Nice. RB has a left hand drive conversion R33 for sale. Anybody got $80,000 I can borrow?


----------



## SkylineR33gts (May 24, 2004)

definatly, lemme just wire it straight to you


----------



## pete? (Jul 6, 2004)

i know someone with an r33 gt-s auto for $25K............chances are tho this is still far out of your price range. meh lets not start a flame war (i know we havent yet but i see it acomin :thumbup: ) he's 15.....the skyline is not your normal tuner car, its not a cheap pos from the factory that people mod for cheap, it is a true sports car with a true sports car price and resale like your supra or RX-7. but since it was never sold here in the states you need to add on $$ for shiping from over seas then more $$$ for motor and safty legalization.
and before you go and buy one i will save you........click this and ask him about his good times buying a skyline on ebay


----------



## BII (May 13, 2004)

1.6pete said:


> i know someone with an r33 gt-s auto for $25K............chances are tho this is still far out of your price range. meh lets not start a flame war (i know we havent yet but i see it acomin :thumbup: ) he's 15.....the skyline is not your normal tuner car, its not a cheap pos from the factory that people mod for cheap, it is a true sports car with a true sports car price and resale like your supra or RX-7. but since it was never sold here in the states you need to add on $$ for shiping from over seas then more $$$ for motor and safty legalization.
> and before you go and buy one i will save you........click this and ask him about his good times buying a skyline on ebay


Careful, he'll sell try and sell you his non-legalized one.

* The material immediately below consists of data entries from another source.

//! Propagation observers
//!
//! A [`PropagatorDelegate`] is told about pass boundaries and about every expression the engine
//! resolves. The [`Tracer`] writes a plain-text log of the propagation to any writer, independent
//! of the `tracing` subscriber.

use crate::value::Value;
use lantern_parser::AstNode;
use std::cell::RefCell;
use std::fmt;
use std::io::Write;
use std::rc::Rc;

/// Callbacks invoked while an assembly is built
pub trait PropagatorDelegate {
    /// A new pass is starting; `current` counts from 1
    fn pass(&mut self, _current: usize, _total: usize) {}

    /// `expr` evaluated to `value`
    fn resolved(&mut self, _expr: &AstNode, _value: &Value) {}
}

/// Shared delegate, so the caller can inspect it after handing a clone to the assembler
impl<T: PropagatorDelegate> PropagatorDelegate for Rc<RefCell<T>> {
    fn pass(&mut self, current: usize, total: usize) {
        self.borrow_mut().pass(current, total);
    }

    fn resolved(&mut self, expr: &AstNode, value: &Value) {
        self.borrow_mut().resolved(expr, value);
    }
}

/// Counts resolutions, mostly useful in tests and benchmarks
#[derive(Debug, Default, Clone, PartialEq, Eq)]
pub struct ResolutionTally {
    pub passes: usize,
    pub resolved: usize,
    pub unresolved: usize,
}

impl PropagatorDelegate for ResolutionTally {
    fn pass(&mut self, current: usize, _total: usize) {
        self.passes = current;
    }

    fn resolved(&mut self, _expr: &AstNode, value: &Value) {
        if value.is_empty() {
            self.unresolved += 1;
        } else {
            self.resolved += 1;
        }
    }
}

/// Optional line-oriented trace sink
#[derive(Default)]
pub struct Tracer {
    sink: Option<Box<dyn Write>>,
}

impl Tracer {
    pub fn new(sink: Box<dyn Write>) -> Self {
        Tracer { sink: Some(sink) }
    }

    pub fn enabled(&self) -> bool {
        self.sink.is_some()
    }

    /// Write one line; a failing sink is dropped after a warning
    pub fn line(&mut self, args: fmt::Arguments<'_>) {
        let Some(sink) = self.sink.as_mut() else { return };
        if let Err(e) = sink.write_fmt(args).and_then(|_| sink.write_all(b"\n")) {
            tracing::warn!("Disabling propagation trace: {}", e);
            self.sink = None;
        }
    }

    pub fn flush(&mut self) {
        if let Some(sink) = self.sink.as_mut() {
            if let Err(e) = sink.flush() {
                tracing::warn!("Failed to flush propagation trace: {}", e);
            }
        }
    }
}

impl fmt::Debug for Tracer {
    fn fmt(&self, f: &mut fmt::Formatter<'_>) -> fmt::Result {
        f.debug_struct("Tracer").field("enabled", &self.enabled()).finish()
    }
}

#[cfg(test)]
mod tests {
    use super::*;

    #[derive(Clone, Default)]
    struct Shared(Rc<RefCell<Vec<u8>>>);

    impl Write for Shared {
        fn write(&mut self, buf: &[u8]) -> std::io::Result<usize> {
            self.0.borrow_mut().extend_from_slice(buf);
            Ok(buf.len())
        }

        fn flush(&mut self) -> std::io::Result<()> {
            Ok(())
        }
    }

    #[test]
    fn test_tracer_writes_lines() {
        let buffer = Shared::default();
        let mut tracer = Tracer::new(Box::new(buffer.clone()));
        tracer.line(format_args!("### PROPAGATION PASS {}", 1));
        tracer.line(format_args!("x <- {}", Value::int(1)));
        let text = String::from_utf8(buffer.0.borrow().clone()).unwrap();
        assert_eq!(text, "### PROPAGATION PASS 1\nx <- int(1)\n");
    }

    #[test]
    fn test_disabled_tracer_is_silent() {
        let mut tracer = Tracer::default();
        assert!(!tracer.enabled());
        tracer.line(format_args!("ignored"));
    }

    #[test]
    fn test_tally_counts() {
        let mut tally = ResolutionTally::default();
        let expr = AstNode::identifier("x");
        tally.pass(2, 3);
        tally.resolved(&expr, &Value::None);
        tally.resolved(&expr, &Value::empty());
        assert_eq!(tally, ResolutionTally { passes: 2, resolved: 1, unresolved: 1 });
    }
}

EDIT: you can also move to Canada, where you can import a 15 YO Skyline and drive around for much less money. Oh and they have a lower drinking age too. And someting else is legal there that's not here from what I understand


----------



## clinton96001 (Jan 6, 2005)

bII said:


> . And someting else is legal there that's not here from what I understand



is the green stuff legal there


----------



## SkylineR33gts (May 24, 2004)

bII 


what is the deal, i obviously would have said that dooshbucket....in any event I am working with a japanese fellow who is going to team up with myself and mass import these...Start flaming but i am looking to show PROOF in the very very very near future that I can get someone to legalize them. Give me 48 hours before you start the bitching and flaming.


----------



## tougedrifter (Sep 17, 2004)

im going to end this thread....





if you have to ask if you can get one, then you cant afford it. for a kid like you, its really much more time, hassle, and money than you want to deal with right now.


----------



## BII (May 13, 2004)

SkylineR33gts said:


> bII
> 
> 
> what is the deal, i obviously would have said that dooshbucket....in any event I am working with a japanese fellow who is going to team up with myself and mass import these...Start flaming but i am looking to show PROOF in the very very very near future that I can get someone to legalize them. Give me 48 hours before you start the bitching and flaming.


I was just playing, hence the


----------



## shadowskyline (Jan 12, 2005)

clinton96001 said:


> can i buy a skyline and be able to drive it legally in the us in california and get it registered without changin anything around


clinton, on www.batfa.com u can get a skyline gtr32 for $10,??? but there skylines are NOT legal in the u.s.a :cheers:


----------



## tougedrifter (Sep 17, 2004)

shadowskyline said:


> clinton, on www.batfa.com u can get a skyline gtr32 for $10,??? but there skylines are NOT legal in the u.s.a :cheers:


what do you mean "their." all skylines arent legal in the US until you get them legalized by motorex.


----------



## SkylineR33gts (May 24, 2004)

i think he mean "thier" to show possession..is that the right spelling


----------



## tougedrifter (Sep 17, 2004)

SkylineR33gts said:


> i think he mean "thier" to show possession..is that the right spelling



their*...edited the post..im having problems typing tonight.


----------